CVE-2025-8342 is an authentication bypass vulnerability classified under CWE-862 (Missing Authorization) found in the WooCommerce OTP Login With Phone Number, OTP Verification plugin for WordPress, developed by glboy. The vulnerability exists in all versions up to and including 1.8.47. Specifically, the issue arises from insufficient validation of empty values in the lwp_ajax_register function, which handles AJAX registration requests. When the Firebase API key is not configured, the plugin improperly handles Firebase API errors, allowing unauthenticated attackers to bypass the OTP verification mechanism. This bypass enables attackers to gain administrative access to any user account that has a phone number configured for OTP login. The vulnerability is remotely exploitable without any authentication or user interaction, making it highly dangerous. The CVSS v3.1 base score is 8.1, reflecting high impact on confidentiality, integrity, and availability, with network attack vector and high attack complexity. Although no public exploits are known yet, the flaw’s nature and ease of exploitation pose a significant risk to WordPress sites using this plugin. The vulnerability compromises the core authentication process, potentially allowing full administrative control over affected WordPress installations.

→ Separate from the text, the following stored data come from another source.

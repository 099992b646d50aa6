//! Speech translator window — egui/eframe application.
//!
//! # Architecture
//!
//! [`TranslatorApp`] is the top-level [`eframe::App`].  It owns two channel
//! endpoints and two shared read handles:
//!
//! * `command_tx` — sends [`SessionCommand`] to the session orchestrator.
//! * `event_rx`   — receives [`SessionEvent`] confirmations back.
//! * `session`    — [`SharedSession`], read each frame to render phase,
//!   result, progress and the error banner.
//! * `waveform`   — the visualisation curve, animated while recording.
//!
//! The UI never mutates session state directly (the one exception is
//! dismissing the error banner); everything else goes through commands so
//! the orchestrator stays the single writer.
//!
//! # Layout
//!
//! | Section | Contents |
//! |---------|----------|
//! | Languages | source / target selectors + detected-language note |
//! | Capture | record toggle, elapsed timer, waveform |
//! | (drop) | audio files dropped onto the window are ingested |
//! | Actions | Translate / Play / Clear + auto toggles |
//! | Text | typed-text translation row |
//! | Result | progress bar while in flight, then translated text |
//! | Banner | dismissable error message |

use std::time::{Duration, Instant};

use eframe::egui;
use tokio::sync::mpsc;

use crate::audio::SharedWaveform;
use crate::config::AppConfig;
use crate::lang::catalog;
use crate::session::{SessionCommand, SessionEvent, SharedSession};

// ---------------------------------------------------------------------------
// TranslatorApp
// ---------------------------------------------------------------------------

/// eframe application — the speech translator window.
pub struct TranslatorApp {
    /// Shared session state written by the orchestrator.
    session: SharedSession,
    /// Visualisation curve, written by the recording controller's loop.
    waveform: SharedWaveform,

    // ── UI-side state ────────────────────────────────────────────────────
    /// Whether the orchestrator confirmed a recording is running.
    is_recording: bool,
    /// When the current recording started (elapsed-time display and the
    /// maximum-length cutoff).
    recording_start: Option<Instant>,
    /// Draft text for the typed-translation row.
    text_input: String,

    // ── Channels ─────────────────────────────────────────────────────────
    command_tx: mpsc::Sender<SessionCommand>,
    event_rx: mpsc::Receiver<SessionEvent>,

    /// Application configuration (read-only after startup).
    config: AppConfig,
}

impl TranslatorApp {
    pub fn new(
        session: SharedSession,
        waveform: SharedWaveform,
        command_tx: mpsc::Sender<SessionCommand>,
        event_rx: mpsc::Receiver<SessionEvent>,
        config: AppConfig,
    ) -> Self {
        Self {
            session,
            waveform,
            is_recording: false,
            recording_start: None,
            text_input: String::new(),
            command_tx,
            event_rx,
            config,
        }
    }

    fn send(&self, command: SessionCommand) {
        if let Err(e) = self.command_tx.try_send(command) {
            log::warn!("ui: command channel full or closed ({e})");
        }
    }

    // ── Channel polling ──────────────────────────────────────────────────

    /// Drain all pending orchestrator events (non-blocking).
    fn poll_events(&mut self) {
        while let Ok(event) = self.event_rx.try_recv() {
            match event {
                SessionEvent::RecordingStarted => {
                    self.is_recording = true;
                    self.recording_start = Some(Instant::now());
                }
                SessionEvent::RecordingStopped => {
                    self.is_recording = false;
                    self.recording_start = None;
                }
                // Progress, results, failures and playback outcomes are all
                // reflected in SharedSession; nothing extra to track here.
                _ => {}
            }
        }
    }

    /// Forward files dropped onto the window as ingestion commands, so a
    /// saved clip can be translated without recording it first.
    fn poll_dropped_files(&self, ctx: &egui::Context) {
        let dropped = ctx.input(|i| i.raw.dropped_files.clone());
        for file in dropped {
            if let Some(path) = file.path {
                log::info!("ui: file dropped ({})", path.display());
                self.send(SessionCommand::IngestFile(path));
            }
        }
    }

    /// Stop automatically once the capture exceeds the configured maximum.
    fn check_recording_limit(&mut self) {
        if !self.is_recording {
            return;
        }
        if let Some(start) = self.recording_start {
            if start.elapsed().as_secs_f32() >= self.config.audio.max_recording_secs {
                log::info!("ui: maximum recording length reached, stopping");
                self.send(SessionCommand::StopRecording);
            }
        }
    }

    // ── Sections ─────────────────────────────────────────────────────────

    fn draw_language_row(&self, ui: &mut egui::Ui) {
        let (source, target, detected) = {
            let st = self.session.lock().unwrap();
            (
                st.prefs.source_lang.clone(),
                st.prefs.target_lang.clone(),
                st.detected_lang.clone(),
            )
        };

        ui.horizontal(|ui| {
            ui.label("From:");
            egui::ComboBox::from_id_salt("source_lang")
                .selected_text(catalog::label(&source).unwrap_or(&source))
                .show_ui(ui, |ui| {
                    for entry in catalog::LANGUAGES {
                        if ui
                            .selectable_label(source == entry.ui_code, entry.label)
                            .clicked()
                        {
                            self.send(SessionCommand::SetSourceLang(entry.ui_code.into()));
                        }
                    }
                });

            ui.label("To:");
            egui::ComboBox::from_id_salt("target_lang")
                .selected_text(catalog::label(&target).unwrap_or(&target))
                .show_ui(ui, |ui| {
                    for entry in catalog::LANGUAGES {
                        // Auto-detect is a source-only choice.
                        if entry.ui_code == catalog::AUTO_UI_CODE {
                            continue;
                        }
                        if ui
                            .selectable_label(target == entry.ui_code, entry.label)
                            .clicked()
                        {
                            self.send(SessionCommand::SetTargetLang(entry.ui_code.into()));
                        }
                    }
                });
        });

        if let Some(wire) = detected {
            let name = catalog::label_for_wire(&wire).unwrap_or(&wire);
            ui.label(
                egui::RichText::new(format!("Detected: {name}"))
                    .color(egui::Color32::from_rgb(140, 140, 140))
                    .size(11.0),
            );
        }
    }

    fn draw_capture_row(&mut self, ui: &mut egui::Ui) {
        ui.horizontal(|ui| {
            if self.is_recording {
                if ui
                    .button(egui::RichText::new("■ Stop").color(egui::Color32::from_rgb(
                        255, 80, 80,
                    )))
                    .clicked()
                {
                    self.send(SessionCommand::StopRecording);
                }

                let elapsed = self
                    .recording_start
                    .map(|t| t.elapsed().as_secs_f32())
                    .unwrap_or(0.0);
                ui.label(
                    egui::RichText::new(format!("{elapsed:.1}s"))
                        .color(egui::Color32::from_rgb(255, 140, 140)),
                );
            } else if ui.button("● Record").clicked() {
                self.send(SessionCommand::StartRecording);
            }
        });

        if self.is_recording {
            self.draw_waveform(ui);
        }
    }

    fn draw_action_row(&mut self, ui: &mut egui::Ui) {
        let (has_artifact, translating, has_output, auto_translate, auto_play) = {
            let st = self.session.lock().unwrap();
            (
                st.pending_artifact.is_some(),
                st.phase.is_translating(),
                st.output_handle.is_some(),
                st.auto_translate,
                st.auto_play,
            )
        };

        ui.horizontal(|ui| {
            if ui
                .add_enabled(has_artifact && !translating, egui::Button::new("Translate"))
                .clicked()
            {
                self.send(SessionCommand::Translate);
            }
            if ui
                .add_enabled(has_output, egui::Button::new("▶ Play"))
                .clicked()
            {
                self.send(SessionCommand::PlayTranslated);
            }
            if ui.button("Clear").clicked() {
                self.send(SessionCommand::Clear);
            }
        });

        ui.horizontal(|ui| {
            let mut auto_translate = auto_translate;
            if ui.checkbox(&mut auto_translate, "Auto-translate").changed() {
                self.send(SessionCommand::SetAutoTranslate(auto_translate));
            }
            let mut auto_play = auto_play;
            if ui.checkbox(&mut auto_play, "Auto-play").changed() {
                self.send(SessionCommand::SetAutoPlay(auto_play));
            }
        });
    }

    fn draw_text_row(&mut self, ui: &mut egui::Ui) {
        let translating = self.session.lock().unwrap().phase.is_translating();

        ui.horizontal(|ui| {
            ui.add(
                egui::TextEdit::singleline(&mut self.text_input)
                    .hint_text("Type text to translate…")
                    .desired_width(ui.available_width() - 90.0),
            );
            let can_send = !self.text_input.trim().is_empty() && !translating;
            if ui
                .add_enabled(can_send, egui::Button::new("Translate"))
                .clicked()
            {
                let text = self.text_input.trim().to_string();
                self.send(SessionCommand::TranslateText(text));
                self.text_input.clear();
            }
        });
    }

    fn draw_result(&self, ui: &mut egui::Ui) {
        let (progress, translated, original) = {
            let st = self.session.lock().unwrap();
            (
                st.progress.clone(),
                st.translated_text.clone(),
                st.original_text.clone(),
            )
        };

        if let Some(stage) = progress.stage() {
            ui.add(
                egui::ProgressBar::new(stage.percent() as f32 / 100.0)
                    .text(stage.label())
                    .animate(true),
            );
            return;
        }

        if let Some(ref original) = original {
            ui.label(
                egui::RichText::new(original.as_str())
                    .color(egui::Color32::from_rgb(130, 130, 130))
                    .italics()
                    .size(11.0),
            );
        }
        if let Some(ref translated) = translated {
            ui.label(
                egui::RichText::new(translated.as_str())
                    .color(egui::Color32::from_rgb(80, 200, 120))
                    .size(14.0),
            );
        }
    }

    fn draw_error_banner(&self, ui: &mut egui::Ui) {
        let message = {
            let st = self.session.lock().unwrap();
            st.errors.visible().map(|e| e.message.clone())
        };

        let Some(message) = message else {
            return;
        };

        ui.separator();
        ui.horizontal(|ui| {
            ui.label(
                egui::RichText::new(message)
                    .color(egui::Color32::from_rgb(255, 136, 68))
                    .size(12.0),
            );
            ui.with_layout(egui::Layout::right_to_left(egui::Align::Center), |ui| {
                if ui.small_button("x").clicked() {
                    self.session.lock().unwrap().errors.dismiss();
                }
            });
        });
    }

    // ── Waveform helper ──────────────────────────────────────────────────

    /// Draw the animated capture curve as centred vertical bars.
    fn draw_waveform(&self, ui: &mut egui::Ui) {
        let curve = self.waveform.lock().unwrap().clone();

        let (rect, _) = ui.allocate_exact_size(
            egui::vec2(ui.available_width(), 28.0),
            egui::Sense::hover(),
        );

        let painter = ui.painter();
        let num_bars = curve.len().max(1);
        let bar_width = rect.width() / num_bars as f32;

        for (i, &value) in curve.iter().enumerate() {
            let x = rect.left() + i as f32 * bar_width;
            let bar_height = (value.abs() * rect.height()).max(2.0);

            painter.rect_filled(
                egui::Rect::from_center_size(
                    egui::pos2(x + bar_width / 2.0, rect.center().y),
                    egui::vec2((bar_width * 0.65).max(1.0), bar_height),
                ),
                1.0,
                egui::Color32::from_rgb(80, 200, 120),
            );
        }
    }
}

// ---------------------------------------------------------------------------
// eframe::App impl
// ---------------------------------------------------------------------------

impl eframe::App for TranslatorApp {
    /// Called every frame by eframe.  Polls channels, checks the recording
    /// cutoff, then renders the window.
    fn update(&mut self, ctx: &egui::Context, _frame: &mut eframe::Frame) {
        self.poll_events();
        self.poll_dropped_files(ctx);
        self.check_recording_limit();

        // Repaint while anything is animating.
        let translating = self.session.lock().unwrap().phase.is_translating();
        if self.is_recording || translating {
            ctx.request_repaint_after(Duration::from_millis(33));
        } else {
            // Low-rate poll so orchestrator events are picked up promptly.
            ctx.request_repaint_after(Duration::from_millis(250));
        }

        egui::CentralPanel::default().show(ctx, |ui| {
            self.draw_language_row(ui);
            ui.separator();
            self.draw_capture_row(ui);
            ui.separator();
            self.draw_action_row(ui);
            ui.separator();
            self.draw_text_row(ui);
            ui.separator();
            self.draw_result(ui);
            self.draw_error_banner(ui);
        });
    }

    fn on_exit(&mut self, _gl: Option<&eframe::glow::Context>) {
        log::info!("speech translator closing");
    }
}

The impact of CVE-2025-8342 is severe for organizations using the affected WooCommerce OTP Login plugin. Successful exploitation grants attackers administrative access to WordPress sites, enabling them to modify content, steal sensitive data, install malware, or disrupt services. This can lead to data breaches, loss of customer trust, financial losses, and damage to brand reputation. E-commerce sites using WooCommerce are particularly at risk, as attackers could manipulate orders, access payment information, or compromise customer accounts. The vulnerability affects confidentiality by exposing user data, integrity by allowing unauthorized changes, and availability by potentially enabling denial-of-service or site defacement attacks. Given the plugin’s popularity in WordPress ecosystems worldwide, the scope of affected systems is broad. The lack of authentication or user interaction required for exploitation increases the likelihood of attacks, especially in environments where the Firebase API key is misconfigured or missing.

To mitigate CVE-2025-8342, organizations should immediately verify and update the WooCommerce OTP Login With Phone Number, OTP Verification plugin to a patched version once available from the vendor. Until a patch is released, administrators should ensure the Firebase API key is properly configured to prevent the error handling flaw from being exploited. Restrict access to the AJAX registration endpoint (lwp_ajax_register) via web application firewalls or server-level access controls to limit exposure. Implement additional monitoring and alerting for suspicious administrative login attempts or unusual activity related to OTP verification. Consider temporarily disabling the OTP login feature if it cannot be securely configured. Regularly audit user accounts for unauthorized administrative privileges and enforce strong authentication policies. Engage in proactive vulnerability scanning and penetration testing focused on authentication mechanisms to detect similar issues early.